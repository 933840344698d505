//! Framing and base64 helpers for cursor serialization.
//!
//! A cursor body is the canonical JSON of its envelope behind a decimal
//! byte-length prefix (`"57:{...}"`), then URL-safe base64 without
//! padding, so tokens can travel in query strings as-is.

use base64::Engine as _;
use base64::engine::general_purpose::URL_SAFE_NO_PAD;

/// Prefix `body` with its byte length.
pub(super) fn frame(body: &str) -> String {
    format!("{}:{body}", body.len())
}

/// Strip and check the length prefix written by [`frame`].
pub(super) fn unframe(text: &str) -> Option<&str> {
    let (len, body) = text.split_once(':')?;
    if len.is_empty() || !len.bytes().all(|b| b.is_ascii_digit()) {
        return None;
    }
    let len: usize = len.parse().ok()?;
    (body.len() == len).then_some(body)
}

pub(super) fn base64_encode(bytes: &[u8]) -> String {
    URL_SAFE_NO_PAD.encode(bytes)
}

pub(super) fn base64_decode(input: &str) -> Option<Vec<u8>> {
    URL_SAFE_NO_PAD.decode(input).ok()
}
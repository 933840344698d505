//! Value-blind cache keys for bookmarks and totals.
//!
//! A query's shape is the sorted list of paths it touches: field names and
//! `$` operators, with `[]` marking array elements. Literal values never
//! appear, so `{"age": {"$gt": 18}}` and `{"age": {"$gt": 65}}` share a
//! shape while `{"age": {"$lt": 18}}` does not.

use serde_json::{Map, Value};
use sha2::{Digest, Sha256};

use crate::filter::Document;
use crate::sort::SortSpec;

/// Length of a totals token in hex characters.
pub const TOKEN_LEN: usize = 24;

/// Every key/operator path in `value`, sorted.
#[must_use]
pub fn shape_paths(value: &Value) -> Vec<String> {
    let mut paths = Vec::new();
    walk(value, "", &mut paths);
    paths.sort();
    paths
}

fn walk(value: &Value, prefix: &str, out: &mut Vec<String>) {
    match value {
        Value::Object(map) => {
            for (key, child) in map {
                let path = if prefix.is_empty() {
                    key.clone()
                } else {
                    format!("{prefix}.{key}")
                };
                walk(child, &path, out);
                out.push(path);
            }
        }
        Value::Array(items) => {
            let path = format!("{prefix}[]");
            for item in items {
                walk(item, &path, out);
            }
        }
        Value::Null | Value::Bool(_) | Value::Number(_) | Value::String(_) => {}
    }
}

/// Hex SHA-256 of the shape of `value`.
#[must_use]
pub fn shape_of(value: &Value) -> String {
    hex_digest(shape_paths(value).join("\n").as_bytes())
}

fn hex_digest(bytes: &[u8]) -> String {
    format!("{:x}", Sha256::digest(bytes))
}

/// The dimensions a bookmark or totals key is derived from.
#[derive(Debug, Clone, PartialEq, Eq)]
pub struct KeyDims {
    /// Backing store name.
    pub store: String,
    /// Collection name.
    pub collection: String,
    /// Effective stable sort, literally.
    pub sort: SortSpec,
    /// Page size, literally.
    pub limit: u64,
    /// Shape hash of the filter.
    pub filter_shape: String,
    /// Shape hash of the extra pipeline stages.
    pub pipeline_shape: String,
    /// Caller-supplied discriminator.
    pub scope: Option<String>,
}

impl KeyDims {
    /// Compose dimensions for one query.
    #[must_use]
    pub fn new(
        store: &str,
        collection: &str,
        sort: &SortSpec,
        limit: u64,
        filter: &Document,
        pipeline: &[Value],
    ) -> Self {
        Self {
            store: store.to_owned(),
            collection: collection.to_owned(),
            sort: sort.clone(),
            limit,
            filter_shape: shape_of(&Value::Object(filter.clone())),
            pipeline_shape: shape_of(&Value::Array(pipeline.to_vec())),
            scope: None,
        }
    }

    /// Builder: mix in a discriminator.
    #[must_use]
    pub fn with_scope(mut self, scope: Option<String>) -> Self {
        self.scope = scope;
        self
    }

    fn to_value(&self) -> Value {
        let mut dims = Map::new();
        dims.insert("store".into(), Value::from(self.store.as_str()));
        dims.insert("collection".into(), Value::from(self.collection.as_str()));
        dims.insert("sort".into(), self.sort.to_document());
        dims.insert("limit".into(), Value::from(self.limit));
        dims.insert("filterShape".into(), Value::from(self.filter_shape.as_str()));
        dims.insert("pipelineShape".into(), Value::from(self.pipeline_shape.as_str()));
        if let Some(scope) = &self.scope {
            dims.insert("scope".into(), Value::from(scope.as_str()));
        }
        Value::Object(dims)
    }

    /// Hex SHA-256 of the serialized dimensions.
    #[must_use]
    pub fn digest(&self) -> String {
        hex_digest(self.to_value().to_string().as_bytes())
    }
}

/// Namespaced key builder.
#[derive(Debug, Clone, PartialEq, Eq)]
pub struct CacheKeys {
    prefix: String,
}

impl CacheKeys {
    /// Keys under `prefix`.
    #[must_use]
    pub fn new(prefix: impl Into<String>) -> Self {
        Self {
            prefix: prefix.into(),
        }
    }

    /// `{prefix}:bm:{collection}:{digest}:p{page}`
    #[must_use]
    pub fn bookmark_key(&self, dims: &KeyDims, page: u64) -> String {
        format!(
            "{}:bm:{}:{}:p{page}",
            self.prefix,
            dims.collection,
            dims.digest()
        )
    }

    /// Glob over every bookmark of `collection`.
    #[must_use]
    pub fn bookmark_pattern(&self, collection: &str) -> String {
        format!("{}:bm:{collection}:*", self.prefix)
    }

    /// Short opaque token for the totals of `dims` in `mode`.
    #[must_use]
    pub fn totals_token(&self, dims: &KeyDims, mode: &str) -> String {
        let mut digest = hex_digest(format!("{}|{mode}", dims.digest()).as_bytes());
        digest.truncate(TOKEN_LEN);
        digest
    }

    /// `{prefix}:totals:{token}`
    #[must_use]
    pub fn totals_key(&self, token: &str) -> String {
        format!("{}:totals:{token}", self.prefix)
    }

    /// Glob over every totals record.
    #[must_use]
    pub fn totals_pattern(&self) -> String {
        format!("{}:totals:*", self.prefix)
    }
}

━━━━━━━━━━━━━━━━

**What the task requires**
Lines from the one with "every totals record." through the final line of the listing above should be duplicated word for word, and nothing else included.

**Solution below**
    /// Glob over every totals record.
    #[must_use]
    pub fn totals_pattern(&self) -> String {
        format!("{}:totals:*", self.prefix)
    }
}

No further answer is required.